In another embodiment, a combustion-powered fastener-driving tool
includes a combustion-powered power source, at least one fan
associated with the power source during operation, and a control
system operationally associated with the power source and connected
to the at least one fan for adjusting the length of time of fan
operation as a function of a rate of combustion firings by the
power source.
BRIEF DESCRIPTION OF THE SEVERAL VIEWS OF THE DRAWINGS
FIG. 1 is a front perspective view of a fastener-driving tool
incorporating the present temperature control system;
FIG. 2 is a fragmentary vertical cross-section of the tool of FIG.
1 shown in the rest position;
FIG. 3 is a fragmentary vertical cross-section of the tool of FIG.
2 shown in the pre-firing position;
FIGS. 4A-C are an operational flowchart illustrating a control
program wherein the tool temperature is monitored for fan
energization when needed; and
FIG. 4D is an operational flowchart illustrating a control program
subroutine wherein tool firing rate is monitored for fan
energization.
DETAILED DESCRIPTION
Referring now to FIGS. 1-3, a combustion-powered fastener-driving
tool incorporating the present control system is generally
designated 10 and preferably is of the general type described in
detail in the patents listed above and incorporated by reference in
the present application.

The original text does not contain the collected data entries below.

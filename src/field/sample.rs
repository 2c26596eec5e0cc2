use serde::{Deserialize, Serialize};

/// Size class of a captured fish, derived from its length alone.
///
/// | Length (cm) | Category |
/// |-------------|----------|
/// | < 10        | small    |
/// | < 30        | medium   |
/// | >= 30       | large    |
#[derive(Debug, Clone, Copy, PartialEq, Eq, Hash, Serialize, Deserialize)]
#[serde(rename_all = "lowercase")]
pub enum SizeCategory {
    Small,
    Medium,
    Large,
}

impl SizeCategory {
    pub fn from_length(length: f64) -> Self {
        match length {
            l if l < 10.0 => SizeCategory::Small,
            l if l < 30.0 => SizeCategory::Medium,
            _ => SizeCategory::Large,
        }
    }

    pub fn label(&self) -> &'static str {
        match self {
            SizeCategory::Small => "small",
            SizeCategory::Medium => "medium",
            SizeCategory::Large => "large",
        }
    }
}

/// Metrics derived from a single [`FishSample`].
#[derive(Debug, Clone, Copy, PartialEq, Serialize)]
pub struct SampleMetrics {
    pub length_weight_ratio: f64,
    pub size_category: SizeCategory,
}

/// A captured fish. Length is in centimeters, weight in grams.
#[derive(Debug, Clone, PartialEq, Serialize, Deserialize)]
pub struct FishSample {
    species: String,
    length: f64,
    weight: f64,
    behavior: String,
}

impl FishSample {
    pub fn new(
        species: impl Into<String>,
        length: f64,
        weight: f64,
        behavior: impl Into<String>,
    ) -> Self {
        Self {
            species: species.into(),
            length,
            weight,
            behavior: behavior.into(),
        }
    }

    pub fn species(&self) -> &str {
        &self.species
    }

    pub fn length(&self) -> f64 {
        self.length
    }

    pub fn weight(&self) -> f64 {
        self.weight
    }

    pub fn behavior(&self) -> &str {
        &self.behavior
    }

    /// Length/weight ratio is 0 for a zero weight.
    pub fn calculate_metrics(&self) -> SampleMetrics {
        let length_weight_ratio = if self.weight != 0.0 {
            self.length / self.weight
        } else {
            0.0
        };

        SampleMetrics {
            length_weight_ratio,
            size_category: SizeCategory::from_length(self.length),
        }
    }

    pub fn classify_species(&self) -> String {
        format!(
            "Classification for {} based on L:{:.2}cm, W:{:.2}g",
            self.species, self.length, self.weight
        )
    }
}
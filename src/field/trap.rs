use chrono::NaiveDateTime;
use serde::{Deserialize, Serialize};

/// A trap deployment and the catch recorded when it was checked.
#[derive(Debug, Clone, PartialEq, Serialize, Deserialize)]
pub struct TrapData {
    trap_type: String,
    set_time: NaiveDateTime,
    check_time: Option<NaiveDateTime>,
    catch_count: u32,
}

impl TrapData {
    pub fn new(trap_type: impl Into<String>, set_time: NaiveDateTime) -> Self {
        Self {
            trap_type: trap_type.into(),
            set_time,
            check_time: None,
            catch_count: 0,
        }
    }

    pub fn trap_type(&self) -> &str {
        &self.trap_type
    }

    pub fn set_time(&self) -> NaiveDateTime {
        self.set_time
    }

    pub fn check_time(&self) -> Option<NaiveDateTime> {
        self.check_time
    }

    pub fn catch_count(&self) -> u32 {
        self.catch_count
    }

    /// Replaces any previous catch. Counts do not accumulate.
    pub fn record_catch(&mut self, count: u32, check_time: NaiveDateTime) {
        self.catch_count = count;
        self.check_time = Some(check_time);
    }

    /// Whole hours between setting and checking the trap, truncated toward zero.
    pub fn hours_deployed(&self) -> Option<i64> {
        self.check_time.map(|check| (check - self.set_time).num_hours())
    }

    /// Catches per deployed hour. Returns 0.0 when the trap was never checked
    /// or was checked within the first hour.
    pub fn calculate_efficiency(&self) -> f64 {
        match self.hours_deployed() {
            Some(hours) if hours > 0 => self.catch_count as f64 / hours as f64,
            _ => 0.0,
        }
    }
}
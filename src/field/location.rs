use serde::{Deserialize, Serialize};

/// A named sampling point. Depth is in meters.
#[derive(Debug, Clone, PartialEq, Serialize, Deserialize)]
pub struct Location {
    name: String,
    latitude: f64,
    longitude: f64,
    depth: f64,
}

impl Location {
    pub fn new(name: impl Into<String>, latitude: f64, longitude: f64, depth: f64) -> Self {
        Self {
            name: name.into(),
            latitude,
            longitude,
            depth,
        }
    }

    pub fn name(&self) -> &str {
        &self.name
    }

    /// Returns `(latitude, longitude)`.
    pub fn coordinates(&self) -> (f64, f64) {
        (self.latitude, self.longitude)
    }

    pub fn depth(&self) -> f64 {
        self.depth
    }

    /// Moves the point in place. The name is kept.
    pub fn update_location(&mut self, latitude: f64, longitude: f64, depth: f64) {
        self.latitude = latitude;
        self.longitude = longitude;
        self.depth = depth;
    }
}

#[cfg(test)]
mod tests {
    use super::*;

    #[test]
    fn test_coordinates() {
        let loc = Location::new("Point A", 40.5678, 39.8765, 15.5);
        assert_eq!(loc.coordinates(), (40.5678, 39.8765));
        assert_eq!(loc.depth(), 15.5);
        assert_eq!(loc.name(), "Point A");
    }

    #[test]
    fn test_update_location_overwrites_position() {
        let mut loc = Location::new("Point A", 40.5678, 39.8765, 15.5);
        loc.update_location(41.0, 38.5, 3.0);

        assert_eq!(loc.coordinates(), (41.0, 38.5));
        assert_eq!(loc.depth(), 3.0);
        assert_eq!(loc.name(), "Point A");
    }
}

A housing 12 of the tool 10 encloses a
self-contained internal power source 14 (FIG. 2) within a housing
main chamber 16. As in conventional combustion tools, the power
source 14 is powered by internal combustion and includes a
combustion chamber 18 that communicates with a cylinder 20. A
piston 22 reciprocally disposed within the cylinder 20 is connected
to the upper end of a driver blade 24. As shown in FIG. 2, an upper
limit of the reciprocal travel of the piston 22 is referred to as a
top dead center or pre-firing position, which occurs just prior to
firing, or the ignition of the combustion gases which initiates the
downward driving of the driver blade 24 to impact a fastener (not
shown) to drive it into a workpiece.
Through depression of a trigger 26 associated with a trigger switch
27 (shown hidden), an operator induces combustion within the
combustion chamber 18, causing the driver blade 24 to be forcefully
driven downward through a nosepiece 28 (FIG. 1). The nosepiece 28
guides the driver blade 24 to strike a fastener that had been
delivered into the nosepiece via a fastener magazine 30.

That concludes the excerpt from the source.